The Kalahari — a vast semi-arid savanna spanning Botswana, Namibia, and South Africa — is not a true desert but a remarkable ecosystem supporting diverse wildlife adapted to seasonal aridity. Its welfare challenges center on fencing, predator-livestock conflict, and drought intensification.

Key Species: Springbok | Gemsbok | Eland | Brown hyena | Caracal | Black-backed jackal | Bat-eared fox | Meerkat | Kori bustard | Secretarybird

Veterinary Fencing and Welfare

Historic Catastrophe: Botswana's cordon fences — built to control foot-and-mouth disease and maintain EU beef export access — blocked seasonal wildebeest migrations for decades. The 1983 drought killed an estimated 50,000-100,000 wildebeest trapped against fences, dying of thirst and starvation. This remains one of the largest single human-caused wildlife welfare catastrophes in Africa.

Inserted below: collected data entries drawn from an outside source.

//! Indicator Tracker - monthly progress ledger and rollup engine
//!
//! Tracks organizational performance indicators. Each indicator is either
//! quantitative (progress = actual / target) or decomposed into milestones,
//! which in turn hold activities. Milestone and activity owners report a
//! percentage once per calendar month.
//!
//! ## Architecture
//!
//! | Component | Module |
//! |-----------|--------|
//! | Entity hierarchy store | [`db::indicators`], [`db::milestones`], [`db::activities`] |
//! | Progress ledger | [`db::reports`], [`ledger`] |
//! | Quantitative resolver | [`quantitative`] |
//! | Aggregation engine | [`aggregation`] |
//! | Status derivation | [`status`] |
//!
//! ## Write path
//!
//! ```text
//! submit report
//!   -> ledger insert (unique per entity and month)
//!   -> entity status from latest ledger value
//!   -> indicator recompute
//! ```
//!
//! Cached percentages on indicator and milestone rows are only written by
//! this path and by structural changes that trigger a recompute.

pub mod aggregation;
pub mod config;
pub mod db;
pub mod error;
pub mod ledger;
pub mod quantitative;
pub mod services;
pub mod status;
pub mod types;
pub mod views;

// Re-exports
pub use aggregation::{Rollup, RollupSource};
pub use config::Config;
pub use db::TrackerDb;
pub use error::TrackerError;
pub use ledger::ReportOutcome;
pub use quantitative::Target;
pub use services::{IndicatorService, ReportService, Services};
pub use status::Status;
pub use types::{EntityKind, Month, Percentage};
pub use views::{ActivityView, IndicatorView, MilestoneView};
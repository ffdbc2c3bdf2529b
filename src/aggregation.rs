//! Indicator rollup
//!
//! An indicator's displayed percentage is a cache. [`recompute`] rebuilds it
//! from the authoritative sources:
//!
//! - quantitative mode: [`quantitative::resolve`] over (actual, target)
//! - milestone mode: truncated mean of every milestone's latest ledger
//!   percentage, falling back to the milestone's seed value
//!
//! Milestones are weighted equally. The status always comes from
//! [`Status::from_percentage`].

use rusqlite::Connection;
use serde::Serialize;
use tracing::debug;

use crate::db::{indicators, milestones, reports, MilestoneRow};
use crate::error::TrackerError;
use crate::quantitative;
use crate::status::Status;
use crate::types::{EntityKind, Percentage};

/// Where a rollup value came from
#[derive(Debug, Clone, Copy, PartialEq, Eq, Serialize)]
#[serde(tag = "mode", rename_all = "snake_case")]
pub enum RollupSource {
    Quantitative,
    Milestones { count: usize },
}

/// Result of a recompute, as persisted on the indicator row
#[derive(Debug, Clone, Copy, PartialEq, Eq, Serialize)]
pub struct Rollup {
    pub indicator_id: i64,
    pub percentage: Percentage,
    pub status: Status,
    pub source: RollupSource,
}

/// Truncated arithmetic mean; zero for an empty slice
pub fn mean_percentage(values: &[Percentage]) -> Percentage {
    if values.is_empty() {
        return Percentage::ZERO;
    }
    let sum: u64 = values.iter().map(|p| p.value() as u64).sum();
    Percentage::saturating((sum / values.len() as u64) as i64)
}

/// Latest ledger percentage for a milestone, or its seed when never reported
pub fn milestone_current(conn: &Connection, milestone: &MilestoneRow) -> Result<Percentage, TrackerError> {
    let latest = reports::latest_percentage(conn, EntityKind::Milestone, milestone.id)?;
    Ok(latest.unwrap_or(milestone.seed_percentage))
}

/// Rebuild and store the rollup of one indicator.
///
/// Returns `None` if the indicator does not exist.
pub fn recompute(conn: &Connection, indicator_id: i64) -> Result<Option<Rollup>, TrackerError> {
    let Some(indicator) = indicators::get_indicator(conn, indicator_id)? else {
        return Ok(None);
    };

    let (percentage, source) = if indicator.has_milestones {
        let children = milestones::list_by_indicator(conn, indicator_id)?;
        let values = children
            .iter()
            .map(|m| milestone_current(conn, m))
            .collect::<Result<Vec<_>, _>>()?;
        (mean_percentage(&values), RollupSource::Milestones { count: values.len() })
    } else {
        (
            quantitative::resolve(indicator.actual, &indicator.target()),
            RollupSource::Quantitative,
        )
    };

    let status = Status::from_percentage(percentage);
    indicators::write_rollup(conn, indicator_id, percentage, status)?;

    debug!(indicator_id, %percentage, %status, ?source, "Recomputed indicator rollup");

    Ok(Some(Rollup {
        indicator_id,
        percentage,
        status,
        source,
    }))
}

#[cfg(test)]
mod tests {
    use super::*;
    use crate::db::{CreateIndicatorInput, CreateMilestoneInput, NewReport, TrackerDb};

    fn pct(v: i64) -> Percentage {
        Percentage::new(v).unwrap()
    }

    #[test]
    fn test_mean_truncates() {
        assert_eq!(mean_percentage(&[]), Percentage::ZERO);
        assert_eq!(mean_percentage(&[pct(20), pct(60), pct(100)]), pct(60));
        // 50 + 51 = 101 / 2 = 50.5
        assert_eq!(mean_percentage(&[pct(50), pct(51)]), pct(50));
        assert_eq!(mean_percentage(&[pct(100), pct(100)]), Percentage::FULL);
    }

    #[test]
    fn test_recompute_missing_indicator() {
        let db = TrackerDb::open_in_memory().unwrap();
        let rollup = db.with_conn(|conn| recompute(conn, 99)).unwrap();
        assert!(rollup.is_none());
    }

    #[test]
    fn test_recompute_uses_ledger_over_seed() {
        let db = TrackerDb::open_in_memory().unwrap();
        let rollup = db
            .with_conn(|conn| {
                let id = indicators::insert_indicator(conn, &CreateIndicatorInput {
                    year: 2024,
                    name: "Digitalize archives".to_string(),
                    has_milestones: true,
                    ..Default::default()
                })?;
                let seeded = milestones::insert_milestone(conn, id, &CreateMilestoneInput {
                    name: "Scan".to_string(),
                    seed_percentage: pct(40),
                    ..Default::default()
                })?
                .unwrap();
                milestones::insert_milestone(conn, id, &CreateMilestoneInput {
                    name: "Index".to_string(),
                    seed_percentage: pct(40),
                    ..Default::default()
                })?;

                reports::insert_report(conn, &NewReport {
                    entity_kind: EntityKind::Milestone,
                    entity_id: seeded,
                    month: "2024-05".parse()?,
                    percentage: pct(80),
                    reported_by: None,
                })?;

                recompute(conn, id)
            })
            .unwrap()
            .unwrap();

        // (80 + 40) / 2
        assert_eq!(rollup.percentage, pct(60));
        assert_eq!(rollup.status, Status::InProgress);
        assert_eq!(rollup.source, RollupSource::Milestones { count: 2 });
    }

    #[test]
    fn test_recompute_without_milestones_yet() {
        let db = TrackerDb::open_in_memory().unwrap();
        let rollup = db
            .with_conn(|conn| {
                let id = indicators::insert_indicator(conn, &CreateIndicatorInput {
                    year: 2024,
                    name: "Empty plan".to_string(),
                    has_milestones: true,
                    target: Some("10".to_string()),
                    actual: Some(10.0),
                    ..Default::default()
                })?;
                recompute(conn, id)
            })
            .unwrap()
            .unwrap();

        assert_eq!(rollup.percentage, Percentage::ZERO);
        assert_eq!(rollup.status, Status::NotStarted);
    }
}
//! Lifecycle status derived from a percentage
//!
//! Every status stored on an indicator, milestone or activity row is
//! produced by [`Status::from_percentage`]. Nothing else writes a status.

use std::fmt;
use std::str::FromStr;

use rusqlite::types::{FromSql, FromSqlError, FromSqlResult, ToSql, ToSqlOutput, ValueRef};
use serde::{Deserialize, Serialize};

use crate::error::TrackerError;
use crate::types::Percentage;

#[derive(Debug, Clone, Copy, PartialEq, Eq, Hash, Default, Serialize, Deserialize)]
#[serde(rename_all = "snake_case")]
pub enum Status {
    #[default]
    NotStarted,
    InProgress,
    Completed,
}

impl Status {
    /// `0 -> NotStarted`, `1..=99 -> InProgress`, `100 -> Completed`.
    pub fn from_percentage(p: Percentage) -> Self {
        match p.value() {
            0 => Status::NotStarted,
            100 => Status::Completed,
            _ => Status::InProgress,
        }
    }

    /// Storage token.
    pub fn as_str(self) -> &'static str {
        match self {
            Status::NotStarted => "not_started",
            Status::InProgress => "in_progress",
            Status::Completed => "completed",
        }
    }

    /// Human-readable label.
    pub fn label(self) -> &'static str {
        match self {
            Status::NotStarted => "not started",
            Status::InProgress => "in progress",
            Status::Completed => "completed",
        }
    }
}

impl fmt::Display for Status {
    fn fmt(&self, f: &mut fmt::Formatter<'_>) -> fmt::Result {
        f.write_str(self.label())
    }
}

impl FromStr for Status {
    type Err = TrackerError;

    fn from_str(s: &str) -> Result<Self, Self::Err> {
        match s {
            "not_started" => Ok(Status::NotStarted),
            "in_progress" => Ok(Status::InProgress),
            "completed" => Ok(Status::Completed),
            other => Err(TrackerError::validation(format!("unknown status '{}'", other))),
        }
    }
}

impl ToSql for Status {
    fn to_sql(&self) -> rusqlite::Result<ToSqlOutput<'_>> {
        Ok(ToSqlOutput::from(self.as_str()))
    }
}

impl FromSql for Status {
    fn column_result(value: ValueRef<'_>) -> FromSqlResult<Self> {
        value
            .as_str()?
            .parse()
            .map_err(|e: TrackerError| FromSqlError::Other(Box::new(e)))
    }
}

Some fences have been modified with game gaps, partially restoring movement. However, cattle fences throughout the Kalahari continue to fragment wildlife habitat and create barriers that strand animals during drought years.

Predator-Livestock Conflict

Caracals, brown hyenas, black-backed jackals, and cheetahs living near livestock farms face lethal persecution. Trapping, poisoning (often using highly toxic compounds that cause agonizing death), and shooting are common. Poison baiting kills non-target species including vultures, which may eat poisoned carcasses. Cape vulture populations have been severely impacted by intentional and unintentional poisoning.

Community-based livestock guarding programs — using Anatolian shepherd dogs as livestock guardians — have significantly reduced predator killing on participating farms. These programs provide welfare benefits to wild predators while maintaining livestock protection.

Meerkat Welfare

Meerkats are highly social mongooses that live in cooperative groups. Their welfare has been studied extensively at the Kalahari Meerkat Project (since 1993). Key welfare challenges include predation (martial eagle, pale chanting goshawk), intragroup aggression when dominant females kill subordinate offspring, and heat stress during extreme summer temperatures. Climate change is increasing heat mortality in young pups.

Springbok and Ungulate Welfare

Springbok were once present in hundreds of millions during historical migrations (trekbokken). Modern populations are fragmented on farms and reserves. Drought years concentrate animals around remaining water points, increasing disease transmission and competition. Overgrazing in communal areas leaves weakened animals facing starvation during dry seasons. Game ranch hunting operations vary in welfare standards — rapid death from well-placed shots contrasts with wounded animals that escape.

Climate Change Acceleration

The Kalahari is one of the fastest-warming regions in southern Africa. Increased drought frequency and intensity reduces grass cover, degrades water sources, and pushes wildlife into physiological stress. Brown hyenas, wide-ranging nocturnal predators, face reduced prey availability during drought years. Ostrich and kori bustard breeding success is reduced in extreme heat years.